From the analysis of the references, it is evident that the rheological characteristics of corn starch suspension are most suitable for the formulation of shear-thickening polishing fluid. This suspension exhibits insensitivity to changes in shear rate and can achieve the highest viscosity among the non-Newtonian power-law fluids mentioned in the introduction. In the integrated grinding and polishing process studied in this paper, the grinding stage requires high speeds to provide the shear-thickening polishing fluid with high shear rates, inducing shear-thickening phenomena. High speeds also enhance material removal rates, while necessitating a high-viscosity polishing base fluid to retain the abrasive particles for efficient grinding. Therefore, corn starch suspension is well-suited as the polishing base fluid for the shear-thickening polishing fluid used in the integrated shear-thickening lapping and polishing process discussed in this paper.

The preparation process of shear-thickening polishing fluid involves mixing shear-thickening components, namely corn starch particles, deionized water, and abrasive particles. After allowing the corn starch particles to fully dissolve in the deionized water, additional corn starch is gradually added until the volume fraction of corn starch meets the experimental requirement. Subsequently, the prepared shear-thickening fluid undergoes ultrasonic dispersion, followed by the addition of a dispersant. With these steps completed, the preparation of shear-thickening polishing fluid is finalized. As shown in Figure 1, the prepared shear-thickening polishing fluid consists of 14 μm corn starch particles as the shear-thickening component, 6 μm diamond abrasive particles, with corn starch mass fraction at 40 wt%, and abrasive particle mass fraction at 20 wt%.

Figure 1
Petri dish filled with a smooth, uniform white substance placed on a dark surface.

Figure 1. Configure the finished shear-thickening polishing fluid.

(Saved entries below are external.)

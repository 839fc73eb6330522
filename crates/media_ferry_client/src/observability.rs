//! Counters for channel attempts, deliveries and probes.
//!
//! Nothing is exported from here; the `metrics` facade is a no-op until the
//! embedding process installs a recorder.

use crate::{ChannelOutcome, DeliveryResult, LivenessState};

pub fn record_attempt(outcome: &ChannelOutcome) {
    let result = match outcome.error_kind {
        None => "success",
        Some(kind) => kind.as_str(),
    };
    metrics::counter!(
        "media_ferry_channel_attempts_total",
        "channel" => outcome.channel.as_str(),
        "outcome" => result
    )
    .increment(1);
}

pub fn record_delivery(result: &DeliveryResult) {
    let outcome = match result.terminal() {
        Some(t) if t.success => t.channel.as_str(),
        _ => "exhausted",
    };
    metrics::counter!(
        "media_ferry_deliveries_total",
        "kind" => result.request.kind().as_str(),
        "outcome" => outcome
    )
    .increment(1);
}

pub fn record_rejection() {
    metrics::counter!("media_ferry_deliveries_total", "outcome" => "rejected").increment(1);
}

pub fn record_probe(state: &LivenessState) {
    let reachable = if state.reachable { "true" } else { "false" };
    metrics::counter!("media_ferry_probes_total", "reachable" => reachable).increment(1);
    metrics::gauge!("media_ferry_probe_consecutive_failures")
        .set(f64::from(state.consecutive_failures));
}

#[cfg(test)]
mod tests {
    use super::*;
    use crate::{ChannelKind, DeliveryErrorKind};

    #[test]
    fn recording_without_recorder_is_harmless() {
        record_attempt(&ChannelOutcome::failed(
            ChannelKind::Clipboard,
            "a.png",
            DeliveryErrorKind::DecodeFailed,
            "bad bytes",
        ));
        record_probe(&LivenessState::default());
        record_rejection();
    }
}
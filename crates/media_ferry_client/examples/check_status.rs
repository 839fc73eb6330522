use media_ferry_client::{config::Config, http_client::CompanionClient, liveness::LivenessProber};

#[tokio::main(flavor = "current_thread")]
async fn main() -> Result<(), Box<dyn std::error::Error>> {
    let cfg = match Config::from_env() {
        Ok(c) => c,
        Err(e) => {
            eprintln!("config error: {}", e);
            return Ok(());
        }
    };
    let prober = LivenessProber::new(
        CompanionClient::new(&cfg.base_url),
        cfg.probe_timeout,
        cfg.probe_interval,
    );
    let state = prober.probe().await;
    println!(
        "Companion service at {} is {}",
        cfg.base_url,
        if state.reachable { "up" } else { "down" }
    );
    Ok(())
}
use crate::FerryError;
use crate::naming;
use std::path::PathBuf;
use std::time::Duration;

pub const DEFAULT_BASE_URL: &str = "http://localhost:8590";
pub const DEFAULT_SOURCE: &str = "media-ferry";
pub const DEFAULT_ORIGIN: &str = "chrome-extension://media-ferry";
pub const DEFAULT_DOWNLOAD_SUBDIR: &str = "MediaFerry";

const MIN_NOTIFICATION_TTL: Duration = Duration::from_secs(4);
const MAX_NOTIFICATION_TTL: Duration = Duration::from_secs(8);

#[derive(Clone, Debug)]
pub struct Config {
    /// Companion service root, e.g. `http://localhost:8590`.
    pub base_url: String,
    /// Value of the `source` field sent with every push.
    pub source: String,
    /// Origin presented when reading image bytes for the clipboard.
    pub origin: String,
    pub download_dir: PathBuf,
    pub download_subdir: String,
    pub default_extension: String,
    pub request_timeout: Duration,
    pub fast_fail_timeout: Duration,
    pub probe_timeout: Duration,
    pub probe_interval: Duration,
    pub notification_ttl: Duration,
    pub copy_link_fallback: bool,
}

impl Config {
    pub fn from_env() -> Result<Self, FerryError> {
        Self::from_env_with(|k| std::env::var(k).ok())
    }

    /// Testable helper that reads configuration values using the provided
    /// function instead of the process environment.
    pub fn from_env_with<F>(mut get: F) -> Result<Self, FerryError>
    where
        F: FnMut(&str) -> Option<String>,
    {
        let base_url = get("MEDIA_FERRY_BASE_URL").unwrap_or_else(|| DEFAULT_BASE_URL.into());
        let download_dir = match get("MEDIA_FERRY_DOWNLOAD_DIR") {
            Some(dir) => PathBuf::from(dir),
            None => get("HOME")
                .map(|home| PathBuf::from(home).join("Downloads"))
                .ok_or_else(|| {
                    FerryError::Config("MEDIA_FERRY_DOWNLOAD_DIR missing and HOME unset".into())
                })?,
        };
        let default_extension = get("MEDIA_FERRY_DEFAULT_EXTENSION")
            .map(|e| e.trim_start_matches('.').to_ascii_lowercase())
            .unwrap_or_else(|| "jpg".into());
        if !naming::is_allowed_extension(&default_extension) {
            return Err(FerryError::Config(format!(
                "MEDIA_FERRY_DEFAULT_EXTENSION {default_extension:?} is not an image extension"
            )));
        }

        let ttl = millis(&mut get, "MEDIA_FERRY_NOTIFICATION_TTL_MS", 5_000)?;

        Ok(Self {
            base_url: base_url.trim_end_matches('/').to_string(),
            source: get("MEDIA_FERRY_SOURCE").unwrap_or_else(|| DEFAULT_SOURCE.into()),
            origin: get("MEDIA_FERRY_ORIGIN").unwrap_or_else(|| DEFAULT_ORIGIN.into()),
            download_dir,
            download_subdir: get("MEDIA_FERRY_DOWNLOAD_SUBDIR")
                .unwrap_or_else(|| DEFAULT_DOWNLOAD_SUBDIR.into()),
            default_extension,
            request_timeout: millis(&mut get, "MEDIA_FERRY_REQUEST_TIMEOUT_MS", 5_000)?,
            fast_fail_timeout: millis(&mut get, "MEDIA_FERRY_FAST_FAIL_TIMEOUT_MS", 1_000)?,
            probe_timeout: millis(&mut get, "MEDIA_FERRY_PROBE_TIMEOUT_MS", 2_000)?,
            probe_interval: Duration::from_secs(parse_or(
                &mut get,
                "MEDIA_FERRY_PROBE_INTERVAL_SECS",
                30,
            )?),
            notification_ttl: ttl.clamp(MIN_NOTIFICATION_TTL, MAX_NOTIFICATION_TTL),
            copy_link_fallback: parse_or(&mut get, "MEDIA_FERRY_COPY_LINK_FALLBACK", false)?,
        })
    }

    /// Defaults rooted at an explicit download directory; used by tests and
    /// embedders that do not read the environment.
    pub fn with_download_dir(base_url: &str, download_dir: impl Into<PathBuf>) -> Self {
        Self {
            base_url: base_url.trim_end_matches('/').to_string(),
            source: DEFAULT_SOURCE.into(),
            origin: DEFAULT_ORIGIN.into(),
            download_dir: download_dir.into(),
            download_subdir: DEFAULT_DOWNLOAD_SUBDIR.into(),
            default_extension: "jpg".into(),
            request_timeout: Duration::from_secs(5),
            fast_fail_timeout: Duration::from_secs(1),
            probe_timeout: Duration::from_secs(2),
            probe_interval: Duration::from_secs(30),
            notification_ttl: Duration::from_secs(5),
            copy_link_fallback: false,
        }
    }

    pub fn download_folder(&self) -> PathBuf {
        self.download_dir.join(&self.download_subdir)
    }
}

fn parse_or<F, T>(get: &mut F, key: &str, default: T) -> Result<T, FerryError>
where
    F: FnMut(&str) -> Option<String>,
    T: std::str::FromStr,
{
    match get(key) {
        None => Ok(default),
        Some(raw) => raw
            .trim()
            .parse()
            .map_err(|_| FerryError::Config(format!("{key} has invalid value {raw:?}"))),
    }
}

fn millis<F>(get: &mut F, key: &str, default: u64) -> Result<Duration, FerryError>
where
    F: FnMut(&str) -> Option<String>,
{
    parse_or(get, key, default).map(Duration::from_millis)
}
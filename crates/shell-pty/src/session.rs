//! PTY process management.
//!
//! Wraps `portable-pty`: the slave side runs the requested command, the
//! master's reader is drained on a dedicated thread that turns reads into
//! [`TerminalEvent`]s, and the writer and killer stay with the owning session.

use portable_pty::{native_pty_system, ChildKiller, CommandBuilder, MasterPty, PtySize};
use std::io::{Read, Write};
use std::thread;
use tokio::sync::mpsc;

use crate::events::TerminalEvent;
use crate::shell::SpawnRequest;
use crate::terminal::{SpawnedTerminal, TerminalHandle, TerminalSpawner};

/// Size of a single pty read.
const PTY_READ_CHUNK: usize = 4096;

/// Errors that can occur during PTY operations.
#[derive(Debug, thiserror::Error)]
pub enum PtyError {
    #[error("Failed to create PTY: {0}")]
    Creation(String),

    #[error("Failed to spawn {program}: {message}")]
    Spawn { program: String, message: String },

    #[error("IO error: {0}")]
    Io(#[from] std::io::Error),

    #[error("PTY already closed")]
    Closed,
}

/// A process running inside a pty.
pub struct PtyProcess {
    // Held so the pty stays open while the reader thread drains it.
    _master: Box<dyn MasterPty + Send>,
    writer: Box<dyn Write + Send>,
    killer: Box<dyn ChildKiller + Send + Sync>,
    program: String,
    size: PtySize,
}

impl PtyProcess {
    /// Spawn `request` in a new pty and start the reader thread.
    pub fn spawn(request: &SpawnRequest) -> Result<SpawnedTerminal, PtyError> {
        let pty_system = native_pty_system();

        let size = PtySize {
            rows: request.rows,
            cols: request.cols,
            pixel_width: 0,
            pixel_height: 0,
        };

        let pair = pty_system
            .openpty(size)
            .map_err(|e| PtyError::Creation(e.to_string()))?;

        let program = request.display_command();
        let cmd = build_command(request);

        let mut child = pair
            .slave
            .spawn_command(cmd)
            .map_err(|e| PtyError::Spawn {
                program: program.clone(),
                message: e.to_string(),
            })?;

        // Only the child keeps the slave open, so the reader sees EOF on exit.
        drop(pair.slave);

        let killer = child.clone_killer();

        let mut reader = pair
            .master
            .try_clone_reader()
            .map_err(|e| PtyError::Creation(e.to_string()))?;

        let writer = pair
            .master
            .take_writer()
            .map_err(|e| PtyError::Creation(e.to_string()))?;

        let (tx, rx) = mpsc::unbounded_channel();

        thread::Builder::new()
            .name("pty-reader".to_string())
            .spawn(move || {
                let mut buf = [0u8; PTY_READ_CHUNK];
                loop {
                    match reader.read(&mut buf) {
                        Ok(0) => break,
                        Ok(n) => {
                            if tx.send(TerminalEvent::Output(buf[..n].to_vec())).is_err() {
                                break;
                            }
                        }
                        Err(e) => {
                            tracing::debug!("PTY reader stopped: {e}");
                            break;
                        }
                    }
                }

                let code = match child.wait() {
                    Ok(status) => status.exit_code(),
                    Err(e) => {
                        tracing::warn!("Failed to wait for terminal process: {e}");
                        1
                    }
                };
                let _ = tx.send(TerminalEvent::Exit(code));
            })?;

        tracing::debug!(
            command = %program,
            cols = request.cols,
            rows = request.rows,
            "PTY process spawned"
        );

        let process = Self {
            _master: pair.master,
            writer,
            killer,
            program,
            size,
        };

        Ok(SpawnedTerminal {
            handle: Box::new(process),
            events: rx,
        })
    }
}

fn build_command(request: &SpawnRequest) -> CommandBuilder {
    let mut cmd = CommandBuilder::new(&request.program);
    cmd.args(&request.args);
    cmd.env_clear();
    for (key, value) in &request.env {
        cmd.env(key, value);
    }
    cmd.env("TERM", &request.term);
    cmd.cwd(&request.cwd);
    cmd
}

impl TerminalHandle for PtyProcess {
    fn write(&mut self, data: &[u8]) -> Result<(), PtyError> {
        self.writer.write_all(data)?;
        self.writer.flush()?;
        Ok(())
    }

    fn kill(&mut self) -> Result<(), PtyError> {
        self.killer.kill()?;
        Ok(())
    }

    fn size(&self) -> (u16, u16) {
        (self.size.cols, self.size.rows)
    }
}

impl std::fmt::Debug for PtyProcess {
    fn fmt(&self, f: &mut std::fmt::Formatter<'_>) -> std::fmt::Result {
        f.debug_struct("PtyProcess")
            .field("program", &self.program)
            .field("size", &format!("{}x{}", self.size.cols, self.size.rows))
            .finish()
    }
}

/// Spawns terminals with the platform's native pty system.
#[derive(Debug, Clone, Copy, Default)]
pub struct NativePtySpawner;

impl TerminalSpawner for NativePtySpawner {
    fn spawn(&self, request: &SpawnRequest) -> Result<SpawnedTerminal, PtyError> {
        PtyProcess::spawn(request)
    }
}

#[cfg(test)]
mod tests {
    use super::*;
    use std::path::{Path, PathBuf};

    #[test]
    fn test_pty_error_display() {
        let err = PtyError::Creation("test error".to_string());
        assert_eq!(err.to_string(), "Failed to create PTY: test error");

        let err = PtyError::Spawn {
            program: "adb -s X shell".into(),
            message: "not found".into(),
        };
        assert_eq!(err.to_string(), "Failed to spawn adb -s X shell: not found");

        let err = PtyError::Closed;
        assert_eq!(err.to_string(), "PTY already closed");
    }

    #[test]
    fn test_build_command_applies_request() {
        let request = SpawnRequest::device_shell_with_env(
            "adb",
            "ABC123",
            "xterm-256color",
            80,
            24,
            vec![("PWD".to_string(), "/tmp".to_string())],
        );
        let cmd = build_command(&request);
        let argv: Vec<String> = cmd
            .get_argv()
            .iter()
            .map(|a| a.to_string_lossy().into_owned())
            .collect();
        assert_eq!(argv, vec!["adb", "-s", "ABC123", "shell"]);
        assert_eq!(
            cmd.get_env("COLORTERM").map(|v| v.to_string_lossy().into_owned()),
            Some("truecolor".to_string())
        );
        assert_eq!(
            cmd.get_cwd().map(PathBuf::from),
            Some(PathBuf::from("/tmp"))
        );
    }

    #[tokio::test]
    async fn test_spawned_process_reports_output_then_exit() {
        // Stand in for adb with echo, which prints its arguments and exits.
        let echo = Path::new("/bin/echo");
        if !echo.exists() {
            return;
        }
        let request = SpawnRequest::device_shell(echo, "ABC123", "xterm-256color", 80, 24);
        let Ok(mut spawned) = PtyProcess::spawn(&request) else {
            // No pty support in this environment.
            return;
        };
        assert_eq!(spawned.handle.size(), (80, 24));

        let mut output = Vec::new();
        let mut exit = None;
        while let Some(event) = spawned.events.recv().await {
            match event {
                TerminalEvent::Output(bytes) => {
                    assert!(exit.is_none(), "output after exit");
                    output.extend_from_slice(&bytes);
                }
                TerminalEvent::Exit(code) => exit = Some(code),
            }
        }
        assert_eq!(exit, Some(0));
        assert!(String::from_utf8_lossy(&output).contains("ABC123 shell"));

        // The process is gone; a kill must not panic.
        let _ = spawned.handle.kill();
    }
}
//! Control messages exchanged before a shell session is live.
//!
//! Wire format:
//!
//! ```json
//! { "type": "shell", "data": { "type": "start", "udid": "ABC123", "cols": 100, "rows": 30 } }
//! ```
//!
//! Anything that is valid JSON but not addressed to the shell domain (other
//! domains, a missing or non-string `type`, non-object payloads) parses to
//! `None`, as do shell payloads with an unknown subtype.

use serde::{Deserialize, Serialize};
use serde_json::Value;

use crate::error::Result;

/// Domain tag carried by every shell control message.
pub const SHELL_DOMAIN: &str = "shell";

/// Parameters of a `start` request.
#[derive(Debug, Clone, PartialEq, Eq, Serialize, Deserialize)]
pub struct StartParams {
    /// Device serial the shell runs against.
    pub udid: String,
    #[serde(default)]
    pub cols: Option<u16>,
    #[serde(default)]
    pub rows: Option<u16>,
}

/// A recognised shell control request.
#[derive(Debug, Clone, PartialEq, Eq)]
pub enum ShellRequest {
    Start(StartParams),
    Stop,
}

/// Parse a raw transport message as a shell control request.
///
/// Returns `Err` only for payloads that are not valid JSON, or `start`
/// requests whose parameters do not deserialize.
pub fn parse_control(raw: &str) -> Result<Option<ShellRequest>> {
    let mut envelope: Value = serde_json::from_str(raw)?;
    if envelope.get("type").and_then(Value::as_str) != Some(SHELL_DOMAIN) {
        return Ok(None);
    }

    let data = envelope.get_mut("data").map(Value::take).unwrap_or_default();
    match data.get("type").and_then(Value::as_str) {
        Some("start") => {
            let params: StartParams = serde_json::from_value(data)?;
            Ok(Some(ShellRequest::Start(params)))
        }
        Some("stop") => Ok(Some(ShellRequest::Stop)),
        _ => Ok(None),
    }
}

/// Build the error notice sent to the client when a start request fails.
pub fn error_notice(message: &str) -> String {
    serde_json::json!({
        "type": SHELL_DOMAIN,
        "data": {
            "type": "error",
            "message": message,
        }
    })
    .to_string()
}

The shear rheological tests of shear-thickening polishing fluid and polishing base fluid were conducted using the Anton Paar MCR302 rotational rheometer in Austria. PP20 plate fixtures and a 20 mm diameter rotor were employed for the tests, with a 1 mm gap between them. The shear rate varied within the range of 0.5–2000 s-1. Analysis of the shear-thickening base fluid rheological curves (see Figure 2) at different concentrations of corn starch revealed that a higher mass fraction of shear-thickening component led to a higher initial viscosity of shear-thickening polishing base fluid. Shear-thickening polishing base fluid with a mass fraction of 35% corn starch exhibited poor rheological characteristics and did not show a distinct viscosity jump. On the other hand, shear-thickening polishing with mass fractions of 40 wt% and 45 wt% corn starch demonstrated better rheological properties with evident viscosity jumps. However, due to the excessively high initial and maximum viscosity of the 35% corn starch, it was not conducive to the relative motion between the workpiece and polishing pad. Therefore, 40 wt% corn starch was selected as the shear-thickening polishing base fluid for subsequent experiments.

Figure 2
Logarithmic graph showing viscosity versus shear rate for corn starch concentrations of 35 percent, 40 percent, and 45 percent. Viscosity decreases with increasing shear rate, but at high shear rates, 40 percent and 45 percent concentrations show increased viscosity sharply.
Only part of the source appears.